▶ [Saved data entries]
* * *

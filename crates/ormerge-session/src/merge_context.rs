//! Cross-reference table between merge entities and managed entities.
//!
//! One table lives on each session. It is cleared when a top-level merge
//! starts and again when it completes, whether the merge succeeded or not.
//! Within one top-level merge it records which managed entity every visited
//! merge entity resolved to, and whether the merge of that entity is still
//! running (the in-progress flag that stops recursion on cyclic graphs).

use std::collections::HashMap;
use std::fmt;

use ormerge_core::{EntityRef, EntityStore, Error, MergeError, MergeErrorKind, Result};

use crate::copy_observer::{EntityCopyObserver, EntityCopyObserverKind};

/// Builds the session's entity copy observer on first use.
pub type EntityCopyObserverFactory = Box<dyn Fn() -> Box<dyn EntityCopyObserver>>;

/// Binding of one merge entity.
#[derive(Debug, Clone, Copy, PartialEq, Eq)]
pub struct MergeEntry {
    pub managed: EntityRef,
    pub in_progress: bool,
}

pub struct MergeContext {
    merge_to_managed: HashMap<EntityRef, MergeEntry>,
    /// Most recently bound merge entity per managed entity.
    managed_to_merge: HashMap<EntityRef, EntityRef>,
    observer_factory: EntityCopyObserverFactory,
    observer: Option<Box<dyn EntityCopyObserver>>,
    operation_in_progress: bool,
    copies_detected: u64,
}

impl MergeContext {
    pub fn new(kind: EntityCopyObserverKind) -> Self {
        Self::with_observer_factory(Box::new(move || kind.create()))
    }

    pub fn with_observer_factory(factory: EntityCopyObserverFactory) -> Self {
        Self {
            merge_to_managed: HashMap::new(),
            managed_to_merge: HashMap::new(),
            observer_factory: factory,
            observer: None,
            operation_in_progress: false,
            copies_detected: 0,
        }
    }

    /// Replace the observer factory. An observer that was already created is dropped.
    pub fn set_observer_factory(&mut self, factory: EntityCopyObserverFactory) {
        self.observer_factory = factory;
        self.observer = None;
    }

    fn observer(&mut self) -> &mut Box<dyn EntityCopyObserver> {
        let factory = &self.observer_factory;
        self.observer.get_or_insert_with(|| factory())
    }

    pub fn has_observer(&self) -> bool {
        self.observer.is_some()
    }

    /// Start a top-level merge.
    pub fn before_operation(&mut self) {
        self.observer();
        self.merge_to_managed.clear();
        self.managed_to_merge.clear();
        self.operation_in_progress = true;
    }

    /// Finish a top-level merge: report completion to the observer, then clear.
    pub fn after_operation(&mut self, store: &EntityStore) {
        self.observer().top_level_merge_complete(store);
        self.clear();
        self.operation_in_progress = false;
    }

    /// Whether a top-level merge is running on this session.
    pub fn is_operation_in_progress(&self) -> bool {
        self.operation_in_progress
    }

    /// Bind `merge_entity` to `managed`.
    ///
    /// Returns the managed entity previously bound to `merge_entity`, if any.
    /// Rebinding to a different managed entity fails. Binding a new merge
    /// entity to a managed entity that already has one reports an entity copy
    /// to the observer before the binding is stored.
    pub fn put(
        &mut self,
        merge_entity: EntityRef,
        managed: EntityRef,
        in_progress: bool,
        store: &EntityStore,
    ) -> Result<Option<EntityRef>> {
        if let Some(existing) = self.merge_to_managed.get(&merge_entity).copied() {
            if existing.managed != managed {
                return Err(MergeError::new(
                    MergeErrorKind::IllegalArgument,
                    format!(
                        "Error occurred while storing a merge entity {}. It was previously \
                         associated with managed entity {}. Attempted to replace managed entity with {}",
                        store.info_string(merge_entity),
                        store.info_string(existing.managed),
                        store.info_string(managed),
                    ),
                )
                .into());
            }
            if !self.managed_to_merge.contains_key(&managed) {
                return Err(inconsistency(format!(
                    "merge entity {} is bound to {} but the inverse index has no entry for it",
                    store.info_string(merge_entity),
                    store.info_string(managed),
                )));
            }
            self.merge_to_managed.insert(
                merge_entity,
                MergeEntry {
                    managed,
                    in_progress,
                },
            );
            self.managed_to_merge.insert(managed, merge_entity);
            return Ok(Some(existing.managed));
        }

        if let Some(old_merge_entity) = self.managed_to_merge.get(&managed).copied() {
            if !self.merge_to_managed.contains_key(&old_merge_entity) {
                return Err(inconsistency(format!(
                    "inverse index maps {} to {}, which has no forward binding",
                    store.info_string(managed),
                    store.info_string(old_merge_entity),
                )));
            }
            self.copies_detected += 1;
            self.observer()
                .entity_copy_detected(managed, merge_entity, old_merge_entity, store)?;
        }

        tracing::trace!(
            merge_entity = %merge_entity,
            managed = %managed,
            in_progress,
            "Binding merge entity"
        );
        self.merge_to_managed.insert(
            merge_entity,
            MergeEntry {
                managed,
                in_progress,
            },
        );
        self.managed_to_merge.insert(managed, merge_entity);
        Ok(None)
    }

    pub fn get(&self, merge_entity: EntityRef) -> Option<EntityRef> {
        self.merge_to_managed.get(&merge_entity).map(|e| e.managed)
    }

    pub fn contains(&self, merge_entity: EntityRef) -> bool {
        self.merge_to_managed.contains_key(&merge_entity)
    }

    /// Whether `managed` is the target of some binding.
    pub fn contains_managed(&self, managed: EntityRef) -> bool {
        self.managed_to_merge.contains_key(&managed)
    }

    /// `false` when `merge_entity` is not bound.
    pub fn is_in_progress(&self, merge_entity: EntityRef) -> bool {
        self.merge_to_managed
            .get(&merge_entity)
            .is_some_and(|e| e.in_progress)
    }

    pub fn set_in_progress(&mut self, merge_entity: EntityRef, in_progress: bool) -> Result<()> {
        let entry = self.merge_to_managed.get_mut(&merge_entity).ok_or_else(|| {
            inconsistency(format!(
                "set_in_progress called for merge entity {merge_entity} not found in the merge context"
            ))
        })?;
        entry.in_progress = in_progress;
        Ok(())
    }

    /// Empty both indices and reset the observer's per-merge state.
    pub fn clear(&mut self) {
        self.merge_to_managed.clear();
        self.managed_to_merge.clear();
        if let Some(observer) = self.observer.as_mut() {
            observer.clear();
        }
    }

    /// Managed entity to its most recently bound merge entity.
    pub fn invert(&self) -> &HashMap<EntityRef, EntityRef> {
        &self.managed_to_merge
    }

    /// Number of bound merge entities.
    pub fn len(&self) -> usize {
        self.merge_to_managed.len()
    }

    pub fn is_empty(&self) -> bool {
        self.merge_to_managed.is_empty()
    }

    /// Bindings ordered by merge entity handle.
    pub fn entries(&self) -> Vec<(EntityRef, MergeEntry)> {
        let mut entries: Vec<_> = self
            .merge_to_managed
            .iter()
            .map(|(k, v)| (*k, *v))
            .collect();
        entries.sort_unstable_by_key(|(k, _)| *k);
        entries
    }

    /// Entity copies reported to the observer over the life of the session.
    pub fn copies_detected(&self) -> u64 {
        self.copies_detected
    }
}

impl Default for MergeContext {
    fn default() -> Self {
        Self::new(EntityCopyObserverKind::default())
    }
}

impl fmt::Debug for MergeContext {
    fn fmt(&self, f: &mut fmt::Formatter<'_>) -> fmt::Result {
        f.debug_struct("MergeContext")
            .field("merge_to_managed", &self.merge_to_managed)
            .field("managed_to_merge", &self.managed_to_merge)
            .field("observer", &self.observer)
            .field("operation_in_progress", &self.operation_in_progress)
            .finish_non_exhaustive()
    }
}

fn inconsistency(message: String) -> Error {
    MergeError::new(MergeErrorKind::InternalConsistency, message).into()
}
//! Snapshot-based dirty detection for managed instances.
//!
//! Snapshots hold the dehydrated form of an instance (what a row would
//! contain), so references compare by identifier rather than by handle.

use ormerge_core::{EntityRef, StoredValue};
use std::collections::HashMap;
use std::time::Instant;

/// State of an instance as last read from or written to the datastore.
#[derive(Debug, Clone)]
pub struct ObjectSnapshot {
    values: Vec<StoredValue>,
    taken_at: Instant,
}

impl ObjectSnapshot {
    pub fn new(values: Vec<StoredValue>) -> Self {
        Self {
            values,
            taken_at: Instant::now(),
        }
    }

    pub fn values(&self) -> &[StoredValue] {
        &self.values
    }

    pub fn taken_at(&self) -> Instant {
        self.taken_at
    }
}

/// Tracks loaded state of the instances a session manages.
#[derive(Debug, Default)]
pub struct ChangeTracker {
    snapshots: HashMap<EntityRef, ObjectSnapshot>,
}

impl ChangeTracker {
    pub fn new() -> Self {
        Self::default()
    }

    #[tracing::instrument(level = "trace", skip(self, values))]
    pub fn snapshot(&mut self, entity: EntityRef, values: Vec<StoredValue>) {
        tracing::trace!(entity = %entity, properties = values.len(), "Taking snapshot");
        self.snapshots.insert(entity, ObjectSnapshot::new(values));
    }

    /// An instance without a snapshot is always dirty.
    pub fn is_dirty(&self, entity: EntityRef, current: &[StoredValue]) -> bool {
        let Some(snapshot) = self.snapshots.get(&entity) else {
            tracing::trace!(entity = %entity, "No snapshot - treating as dirty");
            return true;
        };
        let dirty = snapshot.values.as_slice() != current;
        tracing::trace!(entity = %entity, dirty, "Dirty check result");
        dirty
    }

    /// Names of the properties whose value differs from the snapshot.
    pub fn changed_properties(
        &self,
        entity: EntityRef,
        current: &[StoredValue],
        names: &[&'static str],
    ) -> Vec<&'static str> {
        let Some(snapshot) = self.snapshots.get(&entity) else {
            return names.to_vec();
        };
        names
            .iter()
            .enumerate()
            .filter(|(i, _)| snapshot.values.get(*i) != current.get(*i))
            .map(|(_, name)| *name)
            .collect()
    }

    pub fn has_snapshot(&self, entity: EntityRef) -> bool {
        self.snapshots.contains_key(&entity)
    }

    pub fn get_snapshot(&self, entity: EntityRef) -> Option<&ObjectSnapshot> {
        self.snapshots.get(&entity)
    }

    pub fn clear(&mut self, entity: EntityRef) {
        self.snapshots.remove(&entity);
    }

    pub fn clear_all(&mut self) {
        self.snapshots.clear();
    }

    pub fn len(&self) -> usize {
        self.snapshots.len()
    }

    pub fn is_empty(&self) -> bool {
        self.snapshots.is_empty()
    }
}
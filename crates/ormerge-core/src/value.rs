//! Dynamic identifier, version and scalar values.

use serde::{Deserialize, Serialize};
use std::fmt;
use std::hash::{Hash, Hasher};

/// A dynamically-typed value.
///
/// Identifiers, versions and basic (non-association) properties are all
/// carried as `Value`s so that persisters can work without knowing the
/// concrete Rust type of an entity.
#[derive(Debug, Clone, PartialEq, Serialize, Deserialize)]
pub enum Value {
    /// NULL value
    Null,

    /// Boolean value
    Bool(bool),

    /// 32-bit signed integer
    Int(i32),

    /// 64-bit signed integer
    BigInt(i64),

    /// 64-bit floating point
    Double(f64),

    /// Arbitrary precision decimal (stored as string)
    Decimal(String),

    /// Text string
    Text(String),

    /// Binary data
    Bytes(Vec<u8>),

    /// Timestamp (microseconds since epoch)
    Timestamp(i64),

    /// UUID (as 16 bytes)
    Uuid([u8; 16]),

    /// JSON value
    Json(serde_json::Value),
}

impl Value {
    /// Check if this value is NULL.
    pub const fn is_null(&self) -> bool {
        matches!(self, Value::Null)
    }

    /// Get the type name of this value.
    pub const fn type_name(&self) -> &'static str {
        match self {
            Value::Null => "NULL",
            Value::Bool(_) => "BOOLEAN",
            Value::Int(_) => "INTEGER",
            Value::BigInt(_) => "BIGINT",
            Value::Double(_) => "DOUBLE",
            Value::Decimal(_) => "DECIMAL",
            Value::Text(_) => "TEXT",
            Value::Bytes(_) => "BLOB",
            Value::Timestamp(_) => "TIMESTAMP",
            Value::Uuid(_) => "UUID",
            Value::Json(_) => "JSON",
        }
    }

    /// Canonical form of an identifier value.
    ///
    /// Integer identifiers are widened to `BigInt`, so an id written as
    /// `1_i32` and one drawn from a sequence name the same row.
    #[must_use]
    pub fn into_identifier(self) -> Value {
        match self {
            Value::Int(v) => Value::BigInt(i64::from(v)),
            other => other,
        }
    }

    /// Try to convert this value to an i64.
    pub fn as_i64(&self) -> Option<i64> {
        match self {
            Value::Int(v) => Some(i64::from(*v)),
            Value::BigInt(v) | Value::Timestamp(v) => Some(*v),
            Value::Bool(v) => Some(i64::from(*v)),
            _ => None,
        }
    }

    /// Try to get this value as a string reference.
    pub fn as_str(&self) -> Option<&str> {
        match self {
            Value::Text(s) | Value::Decimal(s) => Some(s),
            _ => None,
        }
    }

    /// Whether a numeric value is strictly negative.
    pub fn is_negative(&self) -> bool {
        match self {
            Value::Double(v) => *v < 0.0,
            other => other.as_i64().is_some_and(|v| v < 0),
        }
    }

    /// The next value of a version counter.
    ///
    /// Integer versions are incremented; timestamps advance by one
    /// microsecond. Any other type is returned unchanged.
    #[must_use]
    pub fn next_version(&self) -> Value {
        match self {
            Value::Null => Value::BigInt(0),
            Value::Int(v) => Value::Int(v.saturating_add(1)),
            Value::BigInt(v) => Value::BigInt(v.saturating_add(1)),
            Value::Timestamp(v) => Value::Timestamp(v.saturating_add(1)),
            other => other.clone(),
        }
    }

    /// Feed this value into a hasher.
    ///
    /// Each variant is prefixed with its own tag byte so that `BigInt(42)`
    /// and `Text("42")` never collide. Floats hash by bit pattern.
    pub fn hash_into<H: Hasher>(&self, hasher: &mut H) {
        match self {
            Value::Null => 0u8.hash(hasher),
            Value::Bool(b) => {
                1u8.hash(hasher);
                b.hash(hasher);
            }
            Value::Int(i) => {
                2u8.hash(hasher);
                i.hash(hasher);
            }
            Value::BigInt(i) => {
                3u8.hash(hasher);
                i.hash(hasher);
            }
            Value::Double(f) => {
                4u8.hash(hasher);
                f.to_bits().hash(hasher);
            }
            Value::Decimal(s) => {
                5u8.hash(hasher);
                s.hash(hasher);
            }
            Value::Text(s) => {
                6u8.hash(hasher);
                s.hash(hasher);
            }
            Value::Bytes(b) => {
                7u8.hash(hasher);
                b.hash(hasher);
            }
            Value::Timestamp(ts) => {
                8u8.hash(hasher);
                ts.hash(hasher);
            }
            Value::Uuid(u) => {
                9u8.hash(hasher);
                u.hash(hasher);
            }
            Value::Json(j) => {
                10u8.hash(hasher);
                j.to_string().hash(hasher);
            }
        }
    }
}

impl fmt::Display for Value {
    fn fmt(&self, f: &mut fmt::Formatter<'_>) -> fmt::Result {
        match self {
            Value::Null => write!(f, "null"),
            Value::Bool(v) => write!(f, "{v}"),
            Value::Int(v) => write!(f, "{v}"),
            Value::BigInt(v) | Value::Timestamp(v) => write!(f, "{v}"),
            Value::Double(v) => write!(f, "{v}"),
            Value::Decimal(s) | Value::Text(s) => write!(f, "{s}"),
            Value::Bytes(b) => write!(f, "<{} bytes>", b.len()),
            Value::Uuid(u) => {
                for byte in u {
                    write!(f, "{byte:02x}")?;
                }
                Ok(())
            }
            Value::Json(j) => write!(f, "{j}"),
        }
    }
}

// Conversion implementations
impl From<bool> for Value {
    fn from(v: bool) -> Self {
        Value::Bool(v)
    }
}

impl From<i32> for Value {
    fn from(v: i32) -> Self {
        Value::Int(v)
    }
}

impl From<i64> for Value {
    fn from(v: i64) -> Self {
        Value::BigInt(v)
    }
}

impl From<f64> for Value {
    fn from(v: f64) -> Self {
        Value::Double(v)
    }
}

impl From<String> for Value {
    fn from(v: String) -> Self {
        Value::Text(v)
    }
}

impl From<&str> for Value {
    fn from(v: &str) -> Self {
        Value::Text(v.to_string())
    }
}

impl From<Vec<u8>> for Value {
    fn from(v: Vec<u8>) -> Self {
        Value::Bytes(v)
    }
}

impl<T: Into<Value>> From<Option<T>> for Value {
    fn from(v: Option<T>) -> Self {
        match v {
            Some(v) => v.into(),
            None => Value::Null,
        }
    }
}

impl From<serde_json::Value> for Value {
    fn from(v: serde_json::Value) -> Self {
        Value::Json(v)
    }
}

impl From<[u8; 16]> for Value {
    fn from(v: [u8; 16]) -> Self {
        Value::Uuid(v)
    }
}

* * *

▶ [What is being asked] Taking the lines above, repeat exactly those from the line that contains "1u8.hash(hasher);" through the line that contains "7u8.hash(hasher);", and both of those lines as well. Include nothing else.

▶ [Completed exercise]
                1u8.hash(hasher);
                b.hash(hasher);
            }
            Value::Int(i) => {
                2u8.hash(hasher);
                i.hash(hasher);
            }
            Value::BigInt(i) => {
                3u8.hash(hasher);
                i.hash(hasher);
            }
            Value::Double(f) => {
                4u8.hash(hasher);
                f.to_bits().hash(hasher);
            }
            Value::Decimal(s) => {
                5u8.hash(hasher);
                s.hash(hasher);
            }
            Value::Text(s) => {
                6u8.hash(hasher);
                s.hash(hasher);
            }
            Value::Bytes(b) => {
                7u8.hash(hasher);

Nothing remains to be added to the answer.